Equid herpesvirus type 3 infection produces membrane-associated and secreted forms of glycoprotein G that are not required for efficient cell-to-cell spread of the virus in vitro.

The ORF 70 gene of equid alphaherpesvirus type 3 (EHV-3) encodes glycoprotein G (gG), which is conserved in the majority of alphaherpesviruses. This glycoprotein is located in the viral envelope and has the characteristic of being secreted into the culture medium after proteolytic processing. It modulates the antiviral immune response of the host by interacting with chemokines. The aim of this study was to identify and characterize EHV-3 gG. By constructing viruses with HA-tagged gG, it was possible to detect gG in lysates of infected cells, their supernatants, and purified virions.
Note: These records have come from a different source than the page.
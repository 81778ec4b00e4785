//! Termination signals for the shutdown path.

use std::process;

use anyhow::{Context, Result};
use tokio::signal::unix::{signal, SignalKind};
use tokio::sync::mpsc;
use tracing::{info, warn};

/// Exit status for a shutdown cut short by a repeated signal.
const FORCED_EXIT_CODE: i32 = 130;

#[derive(Debug, Clone, Copy, PartialEq, Eq)]
enum SignalAction {
    /// Begin the orderly shutdown.
    Shutdown,
    /// Shutdown is already under way; the operator wants out now.
    ForceExit,
}

#[derive(Debug, Default)]
struct SignalCounter {
    received: usize,
}

impl SignalCounter {
    fn on_signal(&mut self) -> SignalAction {
        self.received += 1;
        if self.received == 1 {
            SignalAction::Shutdown
        } else {
            SignalAction::ForceExit
        }
    }
}

/// Returns a receiver that gets a message on the first SIGINT or SIGTERM.
///
/// Registration happens before returning, so a signal delivered afterwards
/// is never lost. Any further signal while shutdown is in progress exits the
/// process immediately.
pub fn setup_signal_handlers() -> Result<mpsc::Receiver<()>> {
    let (tx, rx) = mpsc::channel(1);

    let mut term = signal(SignalKind::terminate()).context("Failed to register SIGTERM handler")?;
    let mut int = signal(SignalKind::interrupt()).context("Failed to register SIGINT handler")?;

    tokio::spawn(async move {
        let mut counter = SignalCounter::default();
        loop {
            let name = tokio::select! {
                Some(()) = term.recv() => "SIGTERM",
                Some(()) = int.recv() => "SIGINT",
                else => break,
            };

            match counter.on_signal() {
                SignalAction::Shutdown => {
                    info!(signal = name, "Received termination signal");
                    let _ = tx.send(()).await;
                }
                SignalAction::ForceExit => {
                    warn!(signal = name, "Received another termination signal, exiting now");
                    process::exit(FORCED_EXIT_CODE);
                }
            }
        }
    });

    Ok(rx)
}
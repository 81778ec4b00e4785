use std::fs;
use std::path::PathBuf;
use std::time::Duration;

use chrono::{DateTime, Local};
use tokio::sync::mpsc;
use tokio::task::JoinSet;
use tracing::{debug, error, info, warn};

use crate::capture::caption::write_caption;
use crate::capture::{CaptureLauncher, CaptureProcess, RecordingPaths};
use crate::command::Command;
use crate::config::Config;
use crate::error::{CaptureError, DispatchError};

/// The recording currently in progress.
pub struct RecordingSession {
    pub started_at: DateTime<Local>,
    pub output_path: PathBuf,
    process: Box<dyn CaptureProcess>,
}

/// What a command did to the recording state.
#[derive(Debug, PartialEq, Eq)]
pub enum Outcome {
    Started {
        output_path: PathBuf,
        caption_written: bool,
    },
    Stopped {
        output_path: PathBuf,
    },
    /// Start while a recording was already running.
    AlreadyRecording,
    /// Stop with nothing to stop.
    NotRecording,
}

/// Owns the single active recording and drives the capture process from
/// the command stream.
pub struct RecordingDispatcher<L> {
    launcher: L,
    recordings_dir: PathBuf,
    caption_duration: Duration,
    commands: mpsc::Receiver<Command>,
    active: Option<RecordingSession>,
    /// Video path of the most recent session, which may not be on disk yet.
    last_output: Option<PathBuf>,
    exits: JoinSet<()>,
}

impl<L: CaptureLauncher> RecordingDispatcher<L> {
    pub fn new(launcher: L, config: &Config, commands: mpsc::Receiver<Command>) -> Self {
        RecordingDispatcher {
            launcher,
            recordings_dir: config.recordings_dir.clone(),
            caption_duration: config.caption_duration,
            commands,
            active: None,
            last_output: None,
            exits: JoinSet::new(),
        }
    }

    pub fn active(&self) -> Option<&RecordingSession> {
        self.active.as_ref()
    }

    /// Processes commands until every sender is gone, then stops whatever is
    /// still recording and waits for stopped processes to exit.
    pub async fn run(mut self) {
        while let Some(cmd) = self.commands.recv().await {
            self.report(cmd);
        }

        if self.active().is_some() {
            warn!("Command stream closed while recording");
            self.report(Command::Stop);
        }
        while self.exits.join_next().await.is_some() {}
        debug!("Recording dispatcher finished");
    }

    fn report(&mut self, cmd: Command) {
        match self.handle_command(cmd) {
            Ok(Outcome::Started {
                output_path,
                caption_written,
            }) => info!(path = %output_path.display(), caption_written, "Recording started"),
            Ok(Outcome::Stopped { output_path }) => {
                info!(path = %output_path.display(), "Recording stopped")
            }
            Ok(Outcome::AlreadyRecording) => warn!("Motion re-triggered while recording, ignored"),
            Ok(Outcome::NotRecording) => debug!("Stop without active recording, ignored"),
            Err(e) => error!(error = %e, "Command failed"),
        }
    }

    pub fn handle_command(&mut self, cmd: Command) -> Result<Outcome, DispatchError> {
        // Reap watchers of processes that already exited.
        while self.exits.try_join_next().is_some() {}

        match cmd {
            Command::Start => self.start(),
            Command::Stop => self.stop(),
            Command::Unknown(text) => Err(DispatchError::UnrecognizedCommand(text)),
        }
    }

    fn start(&mut self) -> Result<Outcome, DispatchError> {
        if self.active.is_some() {
            return Ok(Outcome::AlreadyRecording);
        }

        let started_at = Local::now();
        fs::create_dir_all(&self.recordings_dir).map_err(|source| CaptureError::RecordingsDir {
            path: self.recordings_dir.clone(),
            source,
        })?;
        let paths = RecordingPaths::unused(
            &self.recordings_dir,
            &started_at,
            self.last_output.as_deref(),
        );

        let process = self.launcher.launch(&paths.video)?;
        self.last_output = Some(paths.video.clone());

        let caption_written = match write_caption(&paths.caption, &started_at, self.caption_duration)
        {
            Ok(()) => true,
            Err(e) => {
                warn!(error = %e, "Recording continues without caption");
                false
            }
        };

        self.active = Some(RecordingSession {
            started_at,
            output_path: paths.video.clone(),
            process,
        });
        Ok(Outcome::Started {
            output_path: paths.video,
            caption_written,
        })
    }

    fn stop(&mut self) -> Result<Outcome, DispatchError> {
        let session = match self.active.take() {
            Some(session) => session,
            None => return Ok(Outcome::NotRecording),
        };

        let pid = session.process.id();
        let watch = session.process.interrupt()?;
        self.exits.spawn(watch);
        debug!(pid = ?pid, started_at = %session.started_at, "Interrupted capture process");

        Ok(Outcome::Stopped {
            output_path: session.output_path,
        })
    }
}
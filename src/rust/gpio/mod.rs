pub mod rppal_pin;
pub mod sysfs;

use std::fmt;

use crate::config::Config;
use crate::error::HardwareError;

pub use rppal_pin::RppalPin;
pub use sysfs::SysfsPin;

#[derive(Debug, Clone, Copy, PartialEq, Eq)]
pub enum Direction {
    In,
    Out,
}

impl fmt::Display for Direction {
    fn fmt(&self, f: &mut fmt::Formatter) -> fmt::Result {
        match *self {
            Direction::In => write!(f, "in"),
            Direction::Out => write!(f, "out"),
        }
    }
}

/// Which driver owns the GPIO line.
#[derive(Debug, Clone, Copy, PartialEq, Eq)]
pub enum PinBackend {
    /// `/sys/class/gpio` export/unexport interface.
    Sysfs,
    /// Direct register access through `rppal`. Never the default; set it in
    /// `Config` on kernels built without the sysfs GPIO class.
    #[allow(dead_code)]
    Rppal,
}

/// One GPIO line, opened exclusively by this process.
pub trait DigitalPin: Send {
    fn id(&self) -> u32;

    /// Samples the line; `true` means logical high.
    fn read(&self) -> Result<bool, HardwareError>;

    /// Releases the line. Calling it again is a no-op.
    fn close(&mut self) -> Result<(), HardwareError>;
}

pub fn open_pin(config: &Config) -> Result<Box<dyn DigitalPin>, HardwareError> {
    match config.backend {
        PinBackend::Sysfs => Ok(Box::new(SysfsPin::open(
            &config.gpio_root,
            config.pin,
            config.direction,
        )?)),
        PinBackend::Rppal => Ok(Box::new(RppalPin::open(config.pin, config.direction)?)),
    }
}
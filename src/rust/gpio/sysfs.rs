//! GPIO access through the legacy sysfs class interface.
//!
//! A line is exported by writing its number to `<root>/export`, after which
//! the kernel creates `<root>/gpio<N>/{direction,value}`. Writing the number
//! to `<root>/unexport` removes it again.

use std::fs::{self, File, OpenOptions};
use std::io::{self, Read, Seek, SeekFrom, Write};
use std::path::{Path, PathBuf};

use tracing::{debug, warn};

use super::{DigitalPin, Direction};
use crate::error::HardwareError;

/// Consecutive empty reads tolerated before the value file is considered broken.
const MAX_EMPTY_READS: usize = 16;

#[derive(Debug)]
pub struct SysfsPin {
    id: u32,
    direction: Direction,
    root: PathBuf,
    pin_path: PathBuf,
    direction_file: Option<File>,
    exported: bool,
}

impl SysfsPin {
    pub fn open(root: &Path, id: u32, direction: Direction) -> Result<Self, HardwareError> {
        export(root, id)?;

        // From here on the line is exported, so a failure must hand it back.
        let mut pin = SysfsPin {
            id,
            direction,
            root: root.to_path_buf(),
            pin_path: root.join(format!("gpio{}", id)),
            direction_file: None,
            exported: true,
        };
        pin.set_direction()?;

        debug!(pin = id, %direction, "Exported pin");
        Ok(pin)
    }

    fn set_direction(&mut self) -> Result<(), HardwareError> {
        let dir_err = |source| HardwareError::Direction {
            id: self.id,
            direction: self.direction,
            source,
        };
        let mut file = OpenOptions::new()
            .write(true)
            .open(self.pin_path.join("direction"))
            .map_err(dir_err)?;
        file.write_all(self.direction.to_string().as_bytes())
            .map_err(dir_err)?;
        self.direction_file = Some(file);
        Ok(())
    }
}

impl DigitalPin for SysfsPin {
    fn id(&self) -> u32 {
        self.id
    }

    fn read(&self) -> Result<bool, HardwareError> {
        let read_err = |source| HardwareError::Read {
            id: self.id,
            source,
        };
        let mut value = File::open(self.pin_path.join("value")).map_err(read_err)?;
        let mut buf = [0u8; 4];

        let mut empty_reads = 0;
        loop {
            match value.read(&mut buf) {
                Ok(0) => {
                    empty_reads += 1;
                    if empty_reads >= MAX_EMPTY_READS {
                        return Err(HardwareError::NoData {
                            id: self.id,
                            attempts: empty_reads,
                        });
                    }
                    value.seek(SeekFrom::Start(0)).map_err(read_err)?;
                }
                Ok(_) => return Ok(buf[0] == b'1'),
                Err(e) if e.kind() == io::ErrorKind::Interrupted => continue,
                Err(e) => return Err(read_err(e)),
            }
        }
    }

    fn close(&mut self) -> Result<(), HardwareError> {
        if !self.exported {
            return Ok(());
        }
        self.direction_file = None;
        self.exported = false;
        unexport(&self.root, self.id)
    }
}

impl Drop for SysfsPin {
    fn drop(&mut self) {
        if let Err(e) = self.close() {
            warn!(error = %e, "Failed to release pin on drop");
        }
    }
}

fn export(root: &Path, id: u32) -> Result<(), HardwareError> {
    fs::write(root.join("export"), id.to_string())
        .map_err(|source| HardwareError::Export { id, source })
}

fn unexport(root: &Path, id: u32) -> Result<(), HardwareError> {
    fs::write(root.join("unexport"), id.to_string())
        .map_err(|source| HardwareError::Unexport { id, source })
}
pub mod caption;
pub mod raspivid;

use std::future::Future;
use std::path::{Path, PathBuf};
use std::pin::Pin;

use chrono::{DateTime, Local};

use crate::error::CaptureError;

pub use raspivid::Raspivid;

/// Resolves once a stopped capture process has exited or been killed.
pub type ExitWatch = Pin<Box<dyn Future<Output = ()> + Send>>;

/// Starts external capture processes writing to a given file.
pub trait CaptureLauncher: Send {
    fn launch(&mut self, output: &Path) -> Result<Box<dyn CaptureProcess>, CaptureError>;
}

/// A running capture process.
pub trait CaptureProcess: Send {
    fn id(&self) -> Option<u32>;

    /// Asks the process to finish its output and exit. Does not wait for it;
    /// the returned watch does.
    fn interrupt(self: Box<Self>) -> Result<ExitWatch, CaptureError>;
}

/// Output files of one recording, named by its start time so they sort.
#[derive(Debug, Clone, PartialEq, Eq)]
pub struct RecordingPaths {
    pub video: PathBuf,
    pub caption: PathBuf,
}

impl RecordingPaths {
    /// Picks `<dir>/<%Y%m%d_%H%M%S>`, appending `_1`, `_2`, ... while that
    /// name is already on disk or equals `taken`. A suffixed name still sorts
    /// after the plain one.
    pub fn unused(dir: &Path, started_at: &DateTime<Local>, taken: Option<&Path>) -> Self {
        let mut n = 0;
        loop {
            let paths = Self::numbered(dir, started_at, n);
            let in_use = paths.video.exists()
                || paths.caption.exists()
                || taken == Some(paths.video.as_path());
            if !in_use {
                return paths;
            }
            n += 1;
        }
    }

    fn numbered(dir: &Path, started_at: &DateTime<Local>, n: u32) -> Self {
        let mut stem = started_at.format("%Y%m%d_%H%M%S").to_string();
        if n > 0 {
            stem.push_str(&format!("_{}", n));
        }
        let base = dir.join(stem);
        RecordingPaths {
            video: base.with_extension("h264"),
            caption: base.with_extension("srt"),
        }
    }
}
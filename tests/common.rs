/// Shared synthetic sessions for integration tests.
use lfp::{LfpConfig, Session};
use ndarray::{Array1, Array2};
use std::f64::consts::PI;

pub const FS: f64 = 10_000.0;
pub const N_SAMPLES: usize = 2_000;
pub const BASELINE_END: usize = 1_000;

/// Default analysis settings sized for the ten-trial fixtures below.
#[allow(unused)]
pub fn small_config() -> LfpConfig {
    LfpConfig { num_trials: 10, num_sessions: 1, ..LfpConfig::default() }
}

/// Sine of `freq` Hz sampled at [`FS`].
#[allow(unused)]
pub fn sine(freq: f64, amplitude: f64, n: usize) -> Vec<f64> {
    (0..n).map(|t| amplitude * (2.0 * PI * freq * t as f64 / FS).sin()).collect()
}

#[allow(unused)]
/// One trial with baseline amplitude scale `a`.
///
/// The baseline holds whole cycles of 20 Hz and 40 Hz only, so its
/// population std is exactly proportional to `a`.  An evoked burst follows
/// stimulus onset: 60 Hz for the low tone, 150 Hz for the high tone.
pub fn trial(a: f64, high_tone: bool) -> Vec<f64> {
    let evoked = if high_tone { 150.0 } else { 60.0 };
    (0..N_SAMPLES)
        .map(|t| {
            let x = t as f64 / FS;
            let mut v = a * (2.0 * PI * 40.0 * x).sin() + 0.3 * a * (2.0 * PI * 20.0 * x).sin();
            if (1_000..1_500).contains(&t) {
                v += 0.5 * (2.0 * PI * evoked * x).sin();
            }
            v
        })
        .collect()
}

#[allow(unused)]
/// Session of `labels.len()` trials; trial `i` has scale `1 + 0.01·i`, and
/// every index in `outliers` is amplified tenfold.  Label `> 1` = high tone.
pub fn session_with(labels: &[f64], outliers: &[usize]) -> Session {
    let n = labels.len();
    let mut data = Vec::with_capacity(n * N_SAMPLES);
    for (i, &label) in labels.iter().enumerate() {
        let mut a = 1.0 + 0.01 * i as f64;
        if outliers.contains(&i) {
            a *= 10.0;
        }
        data.extend(trial(a, label > 1.0));
    }
    let trials = Array2::from_shape_vec((n, N_SAMPLES), data).unwrap();
    Session::new(trials, Array1::from_vec(labels.to_vec())).unwrap()
}

/// Labels `[1]*5 + [2]*5`.
#[allow(unused)]
pub fn two_tone_labels() -> Vec<f64> {
    let mut labels = vec![1.0; 5];
    labels.extend([2.0; 5]);
    labels
}

/// Ten trials, tones `[1]*5 + [2]*5`, trial 3 (low tone) amplified tenfold.
#[allow(unused)]
pub fn session_with_outlier() -> Session {
    session_with(&two_tone_labels(), &[3])
}

/// Root-mean-square of `x`.
#[allow(unused)]
pub fn rms(x: &[f64]) -> f64 {
    (x.iter().map(|v| v * v).sum::<f64>() / x.len() as f64).sqrt()
}

/// Maximum absolute difference between two slices.
#[allow(unused)]
pub fn max_abs_diff(a: &[f64], b: &[f64]) -> f64 {
    a.iter().zip(b).map(|(x, y)| (x - y).abs()).fold(0.0_f64, f64::max)
}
A 100-, 60-, and 17-kDa form of the protein were detected in viral particles, while a 60-kDa form was identified in supernatants of infected cells. The role of EHV-3 gG in the viral infection cycle was assessed by the construction of a gG-minus EHV-3 mutant and its gG-positive revertant. When growth characteristics in an equine dermal fibroblast cell line were compared, the plaque size and the growth kinetics of the gG-minus mutant were similar to those of the revertant virus, suggesting that EHV-3 gG does not play a role in direct cell-to-cell transmission or virus proliferation of EHV-3 in tissue culture. The identification and characterization of EHV-3 gG described here provide a solid background for further studies to assess whether this glycoprotein has a function in modulating the host immune response.